Şehitlerimizin bedenleri toprağa verilmeden her seferinde aynı yaygara başlıyor: Değişim diye yola çıkan CHP'nin yeni lideri Kemal Kılıçdaroğlu açılıma "lanet" okuyor, MHP Genel Başkanı Devlet Bahçeli "OHAL"ı geri çağırıyor.

Sanki demokratik açılımdan önce terör yokmuş gibi koca koca adamlar hiç sıkılmadan “şehitlerin sorumlusu açılım” demeye devam ediyorlar.

PKK demokratik açılım istemiyor ve eylemlerini arttırıyor..

BDP “Açılım iflas etti” diye gülüp oynuyor…

Aynı anda CHP ve MHP “Demokrasi Açılımını” sorumlu ilan ediyor…

İktidar Anayasa değişikliği yapmak istiyor CHP, MHP ve BDP kol kola “Hayır” için yol arkadaşlığı yapıyor…

Kısaca son birkaç yılda, siyasi ve ekonomik kriz beklentisi içinde olan bir siyaset sınıfı ve bürokratik yapıyla karşı karşıyayız. İktidarın işi hiç de kolay değil.

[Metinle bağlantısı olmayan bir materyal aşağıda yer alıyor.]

//! Strata View Management
//!
//! The view: this replica's current belief about the set of live replicas.
//! The list is ordered, holds unique ids, and is only amended through
//! explicit add/remove operations driven by view requests, join gossip, and
//! heartbeat failures.
//!
//! @version 0.1.0
//! @author AutomataNexus Development Team

use parking_lot::Mutex;
use strata_common::ReplicaId;

// =============================================================================
// View Manager
// =============================================================================

/// Lock-guarded list of live replica ids.
#[derive(Debug)]
pub struct ViewManager {
    self_id: ReplicaId,
    members: Mutex<Vec<ReplicaId>>,
}

impl ViewManager {
    /// Create a view seeded with the configured initial members.
    pub fn new(self_id: ReplicaId, seeded: Vec<ReplicaId>) -> Self {
        let mut members = Vec::new();
        for replica in seeded {
            if !members.contains(&replica) {
                members.push(replica);
            }
        }
        Self {
            self_id,
            members: Mutex::new(members),
        }
    }

    /// This replica's own id.
    pub fn self_id(&self) -> &ReplicaId {
        &self.self_id
    }

    /// Add a replica. Returns false if it was already present.
    pub fn add(&self, replica: ReplicaId) -> bool {
        let mut members = self.members.lock();
        if members.contains(&replica) {
            return false;
        }
        members.push(replica);
        true
    }

    /// Remove a replica. Returns false if it was absent.
    pub fn remove(&self, replica: &ReplicaId) -> bool {
        let mut members = self.members.lock();
        if let Some(index) = members.iter().position(|r| r == replica) {
            members.remove(index);
            true
        } else {
            false
        }
    }

    /// Check membership.
    pub fn contains(&self, replica: &ReplicaId) -> bool {
        self.members.lock().contains(replica)
    }

    /// Snapshot the full view.
    pub fn snapshot(&self) -> Vec<ReplicaId> {
        self.members.lock().clone()
    }

    /// Snapshot the view excluding this replica.
    pub fn peers(&self) -> Vec<ReplicaId> {
        self.members
            .lock()
            .iter()
            .filter(|r| **r != self.self_id)
            .cloned()
            .collect()
    }

    /// Number of replicas currently believed alive.
    pub fn len(&self) -> usize {
        self.members.lock().len()
    }

    pub fn is_empty(&self) -> bool {
        self.members.lock().is_empty()
    }
}

// =============================================================================
// Tests
// =============================================================================

#[cfg(test)]
mod tests {
    use super::*;

    fn view() -> ViewManager {
        ViewManager::new(
            ReplicaId::new("a:1"),
            vec![
                ReplicaId::new("a:1"),
                ReplicaId::new("b:1"),
                ReplicaId::new("c:1"),
            ],
        )
    }

    #[test]
    fn test_seeded_view() {
        let view = view();
        assert_eq!(view.len(), 3);
        assert!(view.contains(&ReplicaId::new("b:1")));
    }

    #[test]
    fn test_add_is_idempotent() {
        let view = view();

        assert!(view.add(ReplicaId::new("d:1")));
        assert!(!view.add(ReplicaId::new("d:1")));
        assert_eq!(view.len(), 4);
    }

    #[test]
    fn test_remove() {
        let view = view();

        assert!(view.remove(&ReplicaId::new("b:1")));
        assert!(!view.remove(&ReplicaId::new("b:1")));
        assert_eq!(view.len(), 2);
        assert!(!view.contains(&ReplicaId::new("b:1")));
    }

    #[test]
    fn test_peers_excludes_self() {
        let view = view();
        let peers = view.peers();

        assert_eq!(peers.len(), 2);
        assert!(!peers.contains(&ReplicaId::new("a:1")));
    }

    #[test]
    fn test_seed_deduplicates() {
        let view = ViewManager::new(
            ReplicaId::new("a:1"),
            vec![ReplicaId::new("a:1"), ReplicaId::new("a:1"), ReplicaId::new("b:1")],
        );
        assert_eq!(view.len(), 2);
    }
}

Ama iktidar yapısal değişim için öngördüğü ve toplumsal destek bulduğu tüm projeleri her şeye rağmen hayata geçirmek için çaba harcamalı ve söylediklerinin arkasında durmalı.

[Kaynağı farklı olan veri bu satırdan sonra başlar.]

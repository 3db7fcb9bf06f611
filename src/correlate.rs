use crate::models::EvidenceSpan;
use crate::normalize::normalize;

/// Normalized fragments shorter than this can never match; highlighting stray
/// punctuation or single letters is worse than highlighting nothing.
const MIN_FRAGMENT_CHARS: usize = 3;

/// Tokens shorter than this are unreliable noise for the token criterion.
const MIN_TOKEN_CHARS: usize = 4;

/// Decides whether one renderable text fragment on the active page belongs to
/// the latest answer's evidence. Deliberately a cheap substring/token
/// heuristic rather than edit distance: it runs once per fragment per render
/// and must stay O(fragments x spans x tokens) with small constants.
pub fn is_fragment_highlighted(
    fragment: &str,
    active_page: u32,
    spans: &[EvidenceSpan],
) -> bool {
    let fragment_norm = normalize(fragment);
    if fragment_norm.len() < MIN_FRAGMENT_CHARS {
        return false;
    }

    spans
        .iter()
        .filter(|span| span.page_number.map_or(true, |page| page == active_page))
        .any(|span| span_matches(&fragment_norm, &normalize(&span.quoted_text)))
}

fn span_matches(fragment_norm: &str, span_norm: &str) -> bool {
    if span_norm.is_empty() {
        return false;
    }

    // Rendering splits page text into arbitrary runs, so the fragment is often
    // a strict sub- or super-string of the quoted evidence.
    if span_norm.contains(fragment_norm) || fragment_norm.contains(span_norm) {
        return true;
    }

    let fragment_tokens = qualifying_tokens(fragment_norm);
    if fragment_tokens.is_empty() {
        // A fragment made only of short words must not match vacuously.
        return false;
    }
    let span_tokens = qualifying_tokens(span_norm);
    if span_tokens.is_empty() {
        return false;
    }

    fragment_tokens.iter().all(|fragment_token| {
        span_tokens
            .iter()
            .any(|span_token| span_token.contains(fragment_token) || fragment_token.contains(span_token))
    })
}

/// Tokens the containment test may rely on. Purely numeric tokens are excluded
/// along with short ones: OCR and the model reformat figures ($5M versus
/// 5,000,000) too aggressively for containment to be meaningful.
fn qualifying_tokens(normalized: &str) -> Vec<&str> {
    normalized
        .split_whitespace()
        .filter(|token| token.len() >= MIN_TOKEN_CHARS)
        .filter(|token| !token.chars().all(|c| c.is_ascii_digit()))
        .collect()
}

/// Memoized highlight predicate for one rendered page, keyed explicitly by
/// `(evidence_version, page)` so callers can test staleness instead of relying
/// on implicit change detection.
#[derive(Debug, Clone)]
pub struct HighlightMap {
    version: u64,
    page: u32,
    flags: Vec<bool>,
}

impl HighlightMap {
    pub fn build(
        version: u64,
        page: u32,
        fragments: &[String],
        spans: &[EvidenceSpan],
    ) -> Self {
        let flags = fragments
            .iter()
            .map(|fragment| is_fragment_highlighted(fragment, page, spans))
            .collect();
        Self {
            version,
            page,
            flags,
        }
    }

    /// True while the map still describes the given evidence set and page.
    pub fn is_current(&self, version: u64, page: u32) -> bool {
        self.version == version && self.page == page
    }

    pub fn is_highlighted(&self, fragment_index: usize) -> bool {
        self.flags.get(fragment_index).copied().unwrap_or(false)
    }

    pub fn highlighted_indices(&self) -> impl Iterator<Item = usize> + '_ {
        self.flags
            .iter()
            .enumerate()
            .filter_map(|(index, flag)| flag.then_some(index))
    }
}

#[cfg(test)]
mod tests {
    use super::*;

    fn span(text: &str, page: Option<u32>) -> EvidenceSpan {
        EvidenceSpan {
            quoted_text: text.to_string(),
            page_number: page,
        }
    }

    #[test]
    fn ocr_noisy_fragment_matches_quoted_evidence() {
        let spans = vec![span("Net sales were $5M", Some(3))];
        assert!(is_fragment_highlighted(
            "Net Sales Were $5,000,000",
            3,
            &spans
        ));
    }

    #[test]
    fn short_words_never_highlight() {
        let spans = vec![span("Net sales were $5M", Some(3))];
        assert!(!is_fragment_highlighted("the", 3, &spans));
        assert!(!is_fragment_highlighted("a.", 3, &spans));
    }

    #[test]
    fn fragment_substring_of_span_matches() {
        let spans = vec![span("total revenue increased by twelve percent", None)];
        assert!(is_fragment_highlighted("revenue increased", 1, &spans));
    }

    #[test]
    fn span_substring_of_fragment_matches() {
        let spans = vec![span("twelve percent", None)];
        assert!(is_fragment_highlighted(
            "Total revenue increased by twelve percent in Q3.",
            5,
            &spans
        ));
    }

    #[test]
    fn page_constraint_filters_spans() {
        let spans = vec![span("quarterly earnings report", Some(4))];
        assert!(is_fragment_highlighted("quarterly earnings", 4, &spans));
        assert!(!is_fragment_highlighted("quarterly earnings", 5, &spans));
    }

    #[test]
    fn unpinned_span_matches_on_any_page() {
        let spans = vec![span("quarterly earnings report", None)];
        assert!(is_fragment_highlighted("quarterly earnings", 1, &spans));
        assert!(is_fragment_highlighted("quarterly earnings", 9, &spans));
    }

    #[test]
    fn unrelated_fragment_does_not_match() {
        let spans = vec![span("Net sales were $5M", Some(3))];
        assert!(!is_fragment_highlighted("board of directors meeting", 3, &spans));
    }

    #[test]
    fn fragment_of_only_short_tokens_cannot_fire_token_criterion() {
        // Every token is under four chars and the substring criterion fails,
        // so nothing should highlight.
        let spans = vec![span("the big cat ran far", None)];
        assert!(!is_fragment_highlighted("far ran big", 1, &spans));
    }

    #[test]
    fn empty_span_text_never_matches() {
        let spans = vec![span("   ", None)];
        assert!(!is_fragment_highlighted("anything at all", 1, &spans));
    }

    #[test]
    fn highlight_map_is_keyed_by_version_and_page() {
        let spans = vec![span("net sales", Some(2))];
        let fragments = vec!["Net sales".to_string(), "unrelated".to_string()];
        let map = HighlightMap::build(7, 2, &fragments, &spans);

        assert!(map.is_current(7, 2));
        assert!(!map.is_current(8, 2));
        assert!(!map.is_current(7, 3));
        assert!(map.is_highlighted(0));
        assert!(!map.is_highlighted(1));
        assert!(!map.is_highlighted(99));
        assert_eq!(map.highlighted_indices().collect::<Vec<_>>(), vec![0]);
    }
}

Hem iktidarın hem Türkiye’nin başka şansı başka gideceği yolu yok çünkü…

Özellikle bugünlerde terörün artması nedeniyle ağza alınmaktan bile korkulan "Demokratik Açılım"a belki de her zamankinden daha çok ihtiyacımız var Bir an o 90'lı yılları bir kez daha düşünün.

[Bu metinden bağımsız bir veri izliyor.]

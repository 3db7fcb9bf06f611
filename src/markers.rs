use regex::Regex;

use crate::models::EvidenceSpan;

/// Tolerant grammar for the evidence markers the model is instructed to emit:
/// `<<highlight page=N>> quoted text <</highlight>>`. Models drift on the
/// bracket counts, so the opening tag accepts two or more angle brackets on
/// each side, the `page=N` attribute is optional, and the closing tag accepts
/// `<</highlight>>` as well as `</highlight>>` with any trailing brackets.
/// The body match is non-greedy: each opening marker pairs with the nearest
/// closing marker.
fn marker_regex() -> Regex {
    Regex::new(r"(?s)<{2,}\s*highlight(?:\s+page=(\d+))?\s*>{2,}(.*?)<+/\s*highlight\s*>+")
        .unwrap_or_else(|_| Regex::new("^$").unwrap())
}

/// Extracts evidence spans in first-occurrence order. Whitespace-only
/// interiors yield nothing; a non-numeric or missing page attribute leaves
/// the span unpinned.
pub fn extract_evidence(answer: &str) -> Vec<EvidenceSpan> {
    let re = marker_regex();
    let mut spans = Vec::new();

    for caps in re.captures_iter(answer) {
        let interior = caps.get(2).map(|m| m.as_str().trim()).unwrap_or("");
        if interior.is_empty() {
            continue;
        }
        let page_number = caps.get(1).and_then(|m| m.as_str().parse::<u32>().ok());
        spans.push(EvidenceSpan {
            quoted_text: interior.to_string(),
            page_number,
        });
    }

    spans
}

/// Produces the user-facing answer text: every recognized marker becomes a
/// Markdown block quote, labeled `**Page N:**` when the page attribute was
/// present. Marker-like text that never closes is left verbatim rather than
/// silently deleted.
pub fn strip_markers(answer: &str) -> String {
    let re = marker_regex();
    re.replace_all(answer, |caps: &regex::Captures| {
        let interior = caps.get(2).map(|m| m.as_str().trim()).unwrap_or("");
        if interior.is_empty() {
            return String::new();
        }
        match caps.get(1) {
            Some(page) => format!("\n\n> **Page {}:** {}\n\n", page.as_str(), interior),
            None => format!("\n\n> {interior}\n\n"),
        }
    })
    .into_owned()
}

Onca kayba rağmen nereye geldik?

Terörü durdurmanın tek yolu daha fazla insan öldürmek değil. Bu tecrübeyi en iyi biz biliyoruz. Bunun doğru bir yol olmadığını hep birlikte yaşayarak gördük.

Bir kez olsun "demokratik çözüm yolunu" denemeliyiz.

Yerel yönetimleri mi güçlendireceğiz, özerkliği mi tartışacağız bunu bir an önce yapmalıyız.

Bunu tartışmak, gereğini yapmak her gün gençlerimizin ölmesinden daha iyi değil mi?

Artık herkes kararını vermeli; ölümlerden mi yoksa demokratik açılımın sürmesinden mi yanasınız?

Hükümet teröre, komplolara rağmen bu en zor günlerde bile “Demokratik Açılımı” sürdürmeli ve kararlılıkla adımlarını atmaya devam etmelidir….

 
Toplam blog
: 178
: 1496
Kayıt tarihi
: 01.10.07
 
 

Balıkesir doğumlu.1990 İstanbul Üniversitesi Hukuk Fakültesi Mezunu. Balıkesirspor Kulüp Yöneticili..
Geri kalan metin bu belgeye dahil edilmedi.